• [About this task]: Using the entries that follow, establish how many lines contain the word "other" and give only that figure.
::: Data under study :::
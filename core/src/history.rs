//! History Store (C4) — ordered, deduplicated, pin-aware clipboard history.
//!
//! Serialized behind a single lock (`spec.md` §4.4/§5: "serialized behind a
//! single task/lock; callers may await without holding other locks"),
//! mirroring how [`crate::clipboard::ClipboardManager`] guards its own state.

use std::collections::HashMap;
use std::path::{Path, PathBuf};
use std::sync::Arc;

use chrono::Utc;
use serde::{Deserialize, Serialize};
use tokio::sync::RwLock;
use uuid::Uuid;

use crate::error::{Error, Result};
use crate::protocol::envelope::ClipboardEntry;

const DEFAULT_MAX_ENTRIES: usize = 500;

/// A `ClipboardEntry` with its large inline blobs stripped, used solely for
/// persistence (`spec.md` §4.4: "omitting large inline blobs from the
/// persisted form").
#[derive(Debug, Clone, Serialize, Deserialize)]
struct PersistedEntry(ClipboardEntry);

fn strip_blobs(entry: &ClipboardEntry) -> ClipboardEntry {
    use crate::protocol::envelope::ClipboardContent::*;
    let mut stripped = entry.clone();
    stripped.content = match stripped.content {
        Image {
            pixel_width,
            pixel_height,
            byte_size,
            format,
            alt_text,
            thumbnail,
            local_path,
            ..
        } => Image {
            pixel_width,
            pixel_height,
            byte_size,
            format,
            alt_text,
            bytes: Vec::new(),
            thumbnail,
            local_path,
        },
        File {
            name,
            byte_size,
            uti_or_mime,
            source_url,
            local_path,
            ..
        } => File {
            name,
            byte_size,
            uti_or_mime,
            source_url,
            inline_bytes: None,
            local_path,
        },
        other => other,
    };
    stripped
}

/// Ordered, deduplicated, pin-aware clipboard history.
pub struct HistoryStore {
    path: Option<PathBuf>,
    entries: Arc<RwLock<Vec<ClipboardEntry>>>,
    max_entries: Arc<RwLock<usize>>,
}

impl HistoryStore {
    pub fn in_memory(max_entries: usize) -> Self {
        Self {
            path: None,
            entries: Arc::new(RwLock::new(Vec::new())),
            max_entries: Arc::new(RwLock::new(max_entries)),
        }
    }

    pub async fn open(data_dir: &Path, max_entries: usize) -> Result<Self> {
        let path = data_dir.join("history.json");
        let entries = if path.exists() {
            let bytes = tokio::fs::read(&path).await?;
            let persisted: Vec<PersistedEntry> =
                serde_json::from_slice(&bytes).map_err(|e| Error::SerializationFailure(e.to_string()))?;
            persisted.into_iter().map(|p| p.0).collect()
        } else {
            Vec::new()
        };

        Ok(Self {
            path: Some(path),
            entries: Arc::new(RwLock::new(entries)),
            max_entries: Arc::new(RwLock::new(max_entries.max(1))),
        })
    }

    async fn persist(&self, entries: &[ClipboardEntry]) -> Result<()> {
        let Some(path) = &self.path else {
            return Ok(());
        };
        if let Some(parent) = path.parent() {
            tokio::fs::create_dir_all(parent).await?;
        }
        let persisted: Vec<PersistedEntry> =
            entries.iter().map(|e| PersistedEntry(strip_blobs(e))).collect();
        let bytes = serde_json::to_vec_pretty(&persisted)
            .map_err(|e| Error::SerializationFailure(e.to_string()))?;
        let tmp = path.with_extension("json.tmp");
        tokio::fs::write(&tmp, bytes).await?;
        tokio::fs::rename(&tmp, path).await?;
        Ok(())
    }

    fn sort(entries: &mut [ClipboardEntry]) {
        entries.sort_by(|a, b| {
            b.is_pinned
                .cmp(&a.is_pinned)
                .then_with(|| b.timestamp.cmp(&a.timestamp))
        });
    }

    /// Trim rule (`spec.md` §4.4): keep all pinned entries plus the most
    /// recent unpinned entries up to `max_entries - pinned_count`.
    fn trim(entries: &mut Vec<ClipboardEntry>, max_entries: usize) {
        let pinned_count = entries.iter().filter(|e| e.is_pinned).count();
        let unpinned_budget = max_entries.saturating_sub(pinned_count);

        let mut kept = Vec::with_capacity(entries.len());
        let mut unpinned_seen = 0usize;
        for entry in entries.drain(..) {
            if entry.is_pinned {
                kept.push(entry);
            } else if unpinned_seen < unpinned_budget {
                unpinned_seen += 1;
                kept.push(entry);
            }
        }
        *entries = kept;
    }

    /// Insert `entry`, applying move-to-top dedup semantics, re-sort, and
    /// trim (`spec.md` §4.4).
    pub async fn insert(&self, entry: ClipboardEntry) -> Result<()> {
        let mut guard = self.entries.write().await;
        let max_entries = *self.max_entries.read().await;

        if let Some(existing) = guard.iter_mut().find(|e| e.matches(&entry)) {
            existing.timestamp = Utc::now();
            existing.device_id = entry.device_id.clone();
            existing.transport_origin = entry.transport_origin;
        } else {
            guard.push(entry);
        }

        Self::sort(&mut guard);
        Self::trim(&mut guard, max_entries);

        self.persist(&guard).await
    }

    pub async fn all(&self) -> Vec<ClipboardEntry> {
        self.entries.read().await.clone()
    }

    pub async fn get_by_id(&self, id: Uuid) -> Option<ClipboardEntry> {
        self.entries.read().await.iter().find(|e| e.id == id).cloned()
    }

    pub async fn remove(&self, id: Uuid) -> Result<bool> {
        let mut guard = self.entries.write().await;
        let before = guard.len();
        guard.retain(|e| e.id != id);
        let removed = guard.len() != before;
        if removed {
            self.persist(&guard).await?;
        }
        Ok(removed)
    }

    pub async fn clear(&self) -> Result<()> {
        let mut guard = self.entries.write().await;
        guard.clear();
        self.persist(&guard).await
    }

    pub async fn update_pin(&self, id: Uuid, pinned: bool) -> Result<bool> {
        let mut guard = self.entries.write().await;
        let Some(entry) = guard.iter_mut().find(|e| e.id == id) else {
            return Ok(false);
        };
        entry.is_pinned = pinned;
        let max_entries = *self.max_entries.read().await;
        Self::sort(&mut guard);
        Self::trim(&mut guard, max_entries);
        self.persist(&guard).await?;
        Ok(true)
    }

    pub async fn update_limit(&self, new_max: usize) -> Result<()> {
        let new_max = new_max.max(1);
        *self.max_entries.write().await = new_max;
        let mut guard = self.entries.write().await;
        Self::trim(&mut guard, new_max);
        self.persist(&guard).await
    }
}

impl Default for HistoryStore {
    fn default() -> Self {
        Self::in_memory(DEFAULT_MAX_ENTRIES)
    }
}

/// Per-device registry of paired peers (`spec.md` §3 `PairedDevice`).
#[derive(Debug, Clone, Serialize, Deserialize)]
pub struct PairedDevice {
    pub id: crate::protocol::envelope::DeviceId,
    pub name: String,
    pub platform: Option<crate::protocol::envelope::DevicePlatform>,
    pub last_seen: chrono::DateTime<Utc>,
    pub is_online: bool,
    pub service_name: Option<String>,
    pub lan_host: Option<String>,
    pub lan_port: Option<u16>,
    pub fingerprint: Option<String>,
}

/// Persisted registry of paired devices, keyed by case-folded `DeviceId`.
pub struct PairedDeviceRegistry {
    path: Option<PathBuf>,
    devices: Arc<RwLock<HashMap<String, PairedDevice>>>,
}

impl PairedDeviceRegistry {
    pub fn in_memory() -> Self {
        Self {
            path: None,
            devices: Arc::new(RwLock::new(HashMap::new())),
        }
    }

    pub async fn open(data_dir: &Path) -> Result<Self> {
        let path = data_dir.join("paired_devices.json");
        let devices = if path.exists() {
            let bytes = tokio::fs::read(&path).await?;
            serde_json::from_slice(&bytes).map_err(|e| Error::SerializationFailure(e.to_string()))?
        } else {
            HashMap::new()
        };
        Ok(Self {
            path: Some(path),
            devices: Arc::new(RwLock::new(devices)),
        })
    }

    async fn persist(&self, devices: &HashMap<String, PairedDevice>) -> Result<()> {
        let Some(path) = &self.path else {
            return Ok(());
        };
        if let Some(parent) = path.parent() {
            tokio::fs::create_dir_all(parent).await?;
        }
        let bytes = serde_json::to_vec_pretty(devices)
            .map_err(|e| Error::SerializationFailure(e.to_string()))?;
        let tmp = path.with_extension("json.tmp");
        tokio::fs::write(&tmp, bytes).await?;
        tokio::fs::rename(&tmp, path).await?;
        Ok(())
    }

    pub async fn upsert(&self, device: PairedDevice) -> Result<()> {
        let mut guard = self.devices.write().await;
        let key = device.id.as_str().to_string();
        guard
            .entry(key)
            .and_modify(|existing| {
                if device.last_seen > existing.last_seen {
                    existing.last_seen = device.last_seen;
                }
                existing.name = device.name.clone();
                existing.platform = device.platform;
                existing.is_online = device.is_online;
                existing.service_name = device.service_name.clone();
                existing.lan_host = device.lan_host.clone();
                existing.lan_port = device.lan_port;
                existing.fingerprint = device.fingerprint.clone();
            })
            .or_insert(device);
        self.persist(&guard).await
    }

    pub async fn get(&self, id: &crate::protocol::envelope::DeviceId) -> Option<PairedDevice> {
        self.devices.read().await.get(id.as_str()).cloned()
    }

    pub async fn all(&self) -> Vec<PairedDevice> {
        self.devices.read().await.values().cloned().collect()
    }

    pub async fn set_online(&self, id: &crate::protocol::envelope::DeviceId, online: bool) -> Result<()> {
        let mut guard = self.devices.write().await;
        if let Some(device) = guard.get_mut(id.as_str()) {
            device.is_online = online;
        }
        self.persist(&guard).await
    }

    pub async fn remove(&self, id: &crate::protocol::envelope::DeviceId) -> Result<bool> {
        let mut guard = self.devices.write().await;
        let removed = guard.remove(id.as_str()).is_some();
        if removed {
            self.persist(&guard).await?;
        }
        Ok(removed)
    }
}

#[cfg(test)]
mod tests {
    use super::*;
    use crate::protocol::envelope::{ClipboardContent, DeviceId};

    fn text_entry(text: &str, device: &str) -> ClipboardEntry {
        ClipboardEntry {
            id: Uuid::new_v4(),
            timestamp: Utc::now(),
            device_id: DeviceId::new(device),
            origin_platform: None,
            origin_device_name: None,
            content: ClipboardContent::Text { text: text.to_string() },
            is_pinned: false,
            is_encrypted: false,
            transport_origin: None,
        }
    }

    #[tokio::test]
    async fn insert_appends_and_sorts() {
        let store = HistoryStore::in_memory(10);
        store.insert(text_entry("a", "dev")).await.unwrap();
        store.insert(text_entry("b", "dev")).await.unwrap();
        let all = store.all().await;
        assert_eq!(all.len(), 2);
        if let ClipboardContent::Text { text: t } = &all[0].content {
            assert_eq!(t, "b");
        } else {
            panic!("expected text");
        }
    }

    #[tokio::test]
    async fn duplicate_moves_to_top_without_growing() {
        let store = HistoryStore::in_memory(10);
        store.insert(text_entry("x", "dev")).await.unwrap();
        store.insert(text_entry("y", "dev")).await.unwrap();
        store.insert(text_entry("x", "dev")).await.unwrap();

        let all = store.all().await;
        assert_eq!(all.len(), 2);
        if let ClipboardContent::Text { text: t } = &all[0].content {
            assert_eq!(t, "x");
        } else {
            panic!("expected text");
        }
    }

    #[tokio::test]
    async fn pinned_entries_survive_trim() {
        let store = HistoryStore::in_memory(2);
        let mut pinned = text_entry("keep-me", "dev");
        pinned.is_pinned = true;
        store.insert(pinned.clone()).await.unwrap();
        store.insert(text_entry("b", "dev")).await.unwrap();
        store.insert(text_entry("c", "dev")).await.unwrap();

        let all = store.all().await;
        assert!(all.iter().any(|e| e.id == pinned.id));
        assert_eq!(all.len(), 2);
    }

    #[tokio::test]
    async fn persists_across_reopen() {
        let dir = tempfile::tempdir().unwrap();
        {
            let store = HistoryStore::open(dir.path(), 10).await.unwrap();
            store.insert(text_entry("persisted", "dev")).await.unwrap();
        }
        let reopened = HistoryStore::open(dir.path(), 10).await.unwrap();
        let all = reopened.all().await;
        assert_eq!(all.len(), 1);
    }

    #[tokio::test]
    async fn paired_device_upsert_keeps_latest_last_seen() {
        let registry = PairedDeviceRegistry::in_memory();
        let id = DeviceId::new("peer-1");
        registry
            .upsert(PairedDevice {
                id: id.clone(),
                name: "Phone".into(),
                platform: None,
                last_seen: Utc::now(),
                is_online: true,
                service_name: None,
                lan_host: None,
                lan_port: None,
                fingerprint: None,
            })
            .await
            .unwrap();
        registry.set_online(&id, false).await.unwrap();
        let device = registry.get(&id).await.unwrap();
        assert!(!device.is_online);
    }
}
:::
• [Response to the exercise]: 2